The brief then continues to explain the "product-hopping" scheme:

The first step of product hopping occurs when a brand name drug manufacturer makes a minor change in a drug, such as a change in dosage amount, and creates a “new” version of the brand name drug so that a generic substitute of the old drug is no longer therapeutically equivalent to the new drug. As a result, pharmacists can no longer offer patients who are prescribed the “new” version of the drug a generic substitute unless the patient’s doctor changes the prescription to the old version. For this reason, generic manufacturers cannot meaningfully enter a market where product hopping has occurred. The second step involves the brand manufacturer impeding consumer access to the initial product, forcing patients to purchase the “new” drug.
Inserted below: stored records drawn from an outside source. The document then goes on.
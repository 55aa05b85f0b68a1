//! Admin HTTP Routes
//!
//! Moderation of users (role, ban) and articles (hide with a note). Every
//! route requires an admin caller.

use axum::{
    extract::{Path, State},
    routing::{get, patch},
    Router,
};
use chrono::Utc;
use serde::Deserialize;

use super::extract::{parse_id, parse_validated, with_path_id, AdminUser, JsonBody};
use super::state::AppState;
use super::views::AccountView;
use crate::api::{ApiError, ApiResult, SuccessResponse};
use crate::articles::Article;
use crate::auth::Role;
use crate::schema::{MODERATE_ARTICLE, MODERATE_USER};

/// Admin routes
pub fn admin_routes() -> Router<AppState> {
    Router::new()
        .route("/admin/users", get(list_users_handler))
        .route("/admin/users/:id", patch(moderate_user_handler))
        .route("/admin/articles", get(list_articles_handler))
        .route("/admin/articles/:id", patch(moderate_article_handler))
}

#[derive(Debug, Deserialize)]
struct ModerateUserRequest {
    role: Option<Role>,
    banned: Option<bool>,
}

#[derive(Debug, Deserialize)]
#[serde(rename_all = "camelCase")]
struct ModerateArticleRequest {
    hidden: bool,
    moderation_note: Option<String>,
}

async fn list_users_handler(
    State(state): State<AppState>,
    AdminUser(_admin): AdminUser,
) -> ApiResult<SuccessResponse<Vec<AccountView>>> {
    let users = state.users.list().await?;
    Ok(SuccessResponse::new(users.iter().map(AccountView::from).collect()))
}

async fn moderate_user_handler(
    State(state): State<AppState>,
    AdminUser(admin): AdminUser,
    Path(id): Path<String>,
    JsonBody(body): JsonBody,
) -> ApiResult<SuccessResponse<AccountView>> {
    let request: ModerateUserRequest = parse_validated(with_path_id(body, &id), &MODERATE_USER)?;

    let mut target = state
        .users
        .find_by_id(parse_id(&id, "User")?)
        .await?
        .ok_or_else(|| ApiError::not_found("User"))?;

    if target.id == admin.id
        && (request.banned == Some(true) || request.role == Some(Role::User))
    {
        return Err(ApiError::forbidden("Admins cannot ban or demote themselves"));
    }

    if let Some(role) = request.role {
        target.role = role;
    }
    if let Some(banned) = request.banned {
        target.banned = banned;
    }
    target.updated_at = Utc::now();
    state.users.save(&target).await?;

    tracing::info!(
        admin = %admin.username,
        user_id = %target.id,
        role = target.role.as_str(),
        banned = target.banned,
        "user moderated"
    );
    Ok(SuccessResponse::new(AccountView::from(&target)))
}

async fn list_articles_handler(
    State(state): State<AppState>,
    AdminUser(_admin): AdminUser,
) -> ApiResult<SuccessResponse<Vec<Article>>> {
    Ok(SuccessResponse::new(state.articles.list_all().await?))
}

async fn moderate_article_handler(
    State(state): State<AppState>,
    AdminUser(admin): AdminUser,
    Path(id): Path<String>,
    JsonBody(body): JsonBody,
) -> ApiResult<SuccessResponse<Article>> {
    let request: ModerateArticleRequest =
        parse_validated(with_path_id(body, &id), &MODERATE_ARTICLE)?;

    let mut article = state
        .articles
        .find(parse_id(&id, "Article")?)
        .await?
        .ok_or_else(|| ApiError::not_found("Article"))?;

    article.hidden = request.hidden;
    article.moderation_note = request.moderation_note;
    state.articles.save(&article).await?;

    tracing::info!(
        admin = %admin.username,
        article_id = %article.id,
        hidden = article.hidden,
        "article moderated"
    );
    Ok(SuccessResponse::new(article))
}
Product-hopping is just one of many illegal schemes used by the brand name prescription drug industry known collectively as "Big Pharma." We have also fought, in the courts and on Capitol Hill, Big Pharma's so-called "pay-for-delay" practice of paying off potential generic competitors not to enter the market right away. The antitrust enforcers at the U.S. Federal Trade Commission have played an important role in these fights.
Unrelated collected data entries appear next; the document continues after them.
//! # Auth Errors
//!
//! Error types for the authentication module.

use thiserror::Error;

use crate::store::StoreError;

/// Result type for auth operations
pub type AuthResult<T> = Result<T, AuthError>;

/// Authentication and authorization errors
#[derive(Debug, Clone, Error)]
pub enum AuthError {
    // ==================
    // Authentication Errors
    // ==================
    /// Unknown user or wrong password (generic - don't leak which)
    #[error("Invalid credentials")]
    InvalidCredentials,

    /// Username already registered
    #[error("Username is already taken")]
    UsernameTaken,

    /// Email already registered
    #[error("Email is already registered")]
    EmailTaken,

    /// Password does not meet requirements
    #[error("{0}")]
    WeakPassword(String),

    /// Account has been banned by a moderator
    #[error("Account suspended")]
    AccountSuspended,

    // ==================
    // Token Errors
    // ==================
    /// No token was presented
    #[error("Authentication required")]
    AuthenticationRequired,

    /// Token is malformed, tampered with, or names an unknown user
    #[error("Invalid token")]
    InvalidToken,

    /// Token has expired
    #[error("Token expired")]
    TokenExpired,

    /// Caller lacks the required role or ownership
    #[error("Not authorized to perform this action")]
    Forbidden,

    // ==================
    // Internal Errors
    // ==================
    /// No signing secret is configured
    #[error("JWT signing secret is not configured")]
    SigningKeyMissing,

    /// Password hashing failed
    #[error("Password hashing failed")]
    HashingFailed,

    /// Token generation failed
    #[error("Token generation failed")]
    TokenGenerationFailed,

    /// Storage operation failed
    #[error("Storage error: {0}")]
    Storage(#[from] StoreError),
}

impl AuthError {
    /// Returns the HTTP status code for this error
    pub fn status_code(&self) -> u16 {
        match self {
            // 400 Bad Request
            AuthError::WeakPassword(_) => 400,

            // 401 Unauthorized
            AuthError::InvalidCredentials => 401,
            AuthError::AuthenticationRequired => 401,

            // 403 Forbidden
            AuthError::InvalidToken => 403,
            AuthError::TokenExpired => 403,
            AuthError::Forbidden => 403,
            AuthError::AccountSuspended => 403,

            // 409 Conflict
            AuthError::UsernameTaken => 409,
            AuthError::EmailTaken => 409,

            // 500 Internal Server Error
            AuthError::SigningKeyMissing => 500,
            AuthError::HashingFailed => 500,
            AuthError::TokenGenerationFailed => 500,
            AuthError::Storage(_) => 500,
        }
    }

    /// Returns whether the caller caused this error
    pub fn is_client_error(&self) -> bool {
        self.status_code() < 500
    }
}

#[cfg(test)]
mod tests {
    use super::*;

    #[test]
    fn test_error_status_codes() {
        assert_eq!(AuthError::InvalidCredentials.status_code(), 401);
        assert_eq!(AuthError::InvalidToken.status_code(), 403);
        assert_eq!(AuthError::UsernameTaken.status_code(), 409);
        assert_eq!(AuthError::SigningKeyMissing.status_code(), 500);
        assert_eq!(AuthError::Storage(StoreError::LockPoisoned).status_code(), 500);
    }

    #[test]
    fn test_client_classification() {
        assert!(AuthError::WeakPassword("short".into()).is_client_error());
        assert!(AuthError::TokenExpired.is_client_error());
        assert!(!AuthError::HashingFailed.is_client_error());
    }

    #[test]
    fn test_error_messages_do_not_leak_info() {
        let err = AuthError::InvalidCredentials;
        assert!(!err.to_string().contains("password"));
        assert!(!err.to_string().contains("username"));
    }
}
Unfair and anti-competitive practices abound in many sectors of the economy. We've worked for many years to challenge the payment card acceptance practices of the credit card networks. Their market power allows them to force merchants to pay onerous, non-negotiable "swipe fees" for accepting debit and credit cards. This effectively requires merchants to raise their prices for all consumers, including generally lower-income cash customers, resulting in a reverse subsidy from lower-income consumers to credit card customers. While our efforts have primarily been against the largest networks, Visa and Mastercard, which have long been held by the courts to hold illegal "market power," which allows them to set prices higher than a free market would allow, this week a U.S. judge ruled that the smaller American Express had also demonstrated market power over merchants in a similar case. You can read the decision by U.S. District Court Judge Nicholas Garaufis of the Eastern District of New York here. While the government is not seeking money damages, when the judge later issues his ordered remedies, AmEx will likely be forced to change its contractual terms that harm merchants, and perhaps lower its own swipe fees. While we want American Express, and the even smaller Discover, to succeed in the payment card network space as alternatives to the massive Visa and Mastercard, we don't want anyone to cheat to get ahead.
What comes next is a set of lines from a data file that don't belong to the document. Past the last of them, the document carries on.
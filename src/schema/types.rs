//! Schema type definitions
//!
//! Supported field types:
//! - string: non-empty UTF-8 string
//! - number: JSON number
//! - boolean: JSON boolean
//! - enum: one of a fixed list of string literals
//! - array: JSON array, optionally with an element type
//!
//! Schemas are compile-time constants. A schema is a name plus an ordered
//! slice of field definitions; validation reports violations in that order.

use super::errors::SchemaError;

/// Supported field types
#[derive(Debug, Clone, Copy, PartialEq, Eq)]
pub enum FieldType {
    /// Non-empty string (after trimming)
    String,
    /// Any JSON number
    Number,
    /// JSON boolean
    Boolean,
    /// String equal to one of the listed values (case-sensitive)
    Enum(&'static [&'static str]),
    /// Array, with every element checked against the element type if given
    Array(Option<&'static FieldType>),
}

impl FieldType {
    /// Returns the type name for violation messages
    pub fn type_name(&self) -> &'static str {
        match self {
            FieldType::String => "string",
            FieldType::Number => "number",
            FieldType::Boolean => "boolean",
            FieldType::Enum(_) => "enum",
            FieldType::Array(_) => "array",
        }
    }
}

/// One accepted field of a request body
#[derive(Debug, Clone, Copy, PartialEq, Eq)]
pub struct FieldDef {
    /// Field name in the JSON body
    pub name: &'static str,
    /// Field data type
    pub field_type: FieldType,
    /// Whether the field must be present
    pub required: bool,
}

impl FieldDef {
    /// Create a required field
    pub const fn required(name: &'static str, field_type: FieldType) -> Self {
        Self {
            name,
            field_type,
            required: true,
        }
    }

    /// Create an optional field
    pub const fn optional(name: &'static str, field_type: FieldType) -> Self {
        Self {
            name,
            field_type,
            required: false,
        }
    }
}

/// Named field-to-constraint mapping for one endpoint
#[derive(Debug, Clone, Copy, PartialEq, Eq)]
pub struct Schema {
    /// Endpoint schema name, used in logs
    pub name: &'static str,
    /// Field definitions in declaration order
    pub fields: &'static [FieldDef],
}

impl Schema {
    /// Create a new schema
    pub const fn new(name: &'static str, fields: &'static [FieldDef]) -> Self {
        Self { name, fields }
    }

    /// Looks up a field definition by name
    pub fn field(&self, name: &str) -> Option<&FieldDef> {
        self.fields.iter().find(|f| f.name == name)
    }

    /// Names of all required fields, in declaration order
    pub fn required_fields(&self) -> impl Iterator<Item = &'static str> + '_ {
        self.fields.iter().filter(|f| f.required).map(|f| f.name)
    }

    /// Validates the schema structure itself (not a document)
    pub fn validate_structure(&self) -> Result<(), SchemaError> {
        for (i, field) in self.fields.iter().enumerate() {
            if field.name.is_empty() {
                return Err(SchemaError::UnnamedField { schema: self.name });
            }

            if self.fields[..i].iter().any(|f| f.name == field.name) {
                return Err(SchemaError::DuplicateField {
                    schema: self.name,
                    field: field.name,
                });
            }

            if let FieldType::Enum(values) = field.field_type {
                if values.is_empty() {
                    return Err(SchemaError::EmptyEnum {
                        schema: self.name,
                        field: field.name,
                    });
                }
            }
        }

        Ok(())
    }
}
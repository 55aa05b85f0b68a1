//! CLI module for pressroom
//!
//! Provides command-line interface for:
//! - serve: Start the HTTP API server
//! - check-config: Validate and print the configuration

mod args;
mod commands;
mod errors;

pub use args::{Cli, Command};
pub use commands::{check_config, load_config, redacted, run, run_command, serve, DEFAULT_CONFIG_PATH};
pub use errors::{CliError, CliErrorCode, CliResult};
U.S. PIRG, joined by Consumers Union, along with virtually all merchant associations, continues to object to a 2012 preliminary settlement between merchants and Visa and Mastercard over swipe fees (In re Payment Card Interchange Fee and Merchant Discount Litigation, 05-MD-1720). Our objection is largely based on the preliminary settlement's sweeping release from any future lawsuits, even if Visa and Mastercard engage in illegal behavior on new and unknown future payment platforms. As I warned in a previous blog:

Does not end bad behavior: The settlement prohibits merchants, including both objecting merchants and any future merchants, from bringing any similar cases in the future, including cases alleging violations in new payment technologies not yet being used, such as future mobile payment technologies. This effectively immunizes Visa and Mastercard from any future claims, no matter what new unfair schemes they roll out. (One warning sign of illegal practices is that prices continue to go up even when technology lowers costs. In the U.S., unlike the rest of the world, swipe fees have continued to increase even as new, better payment technologies have rolled out.)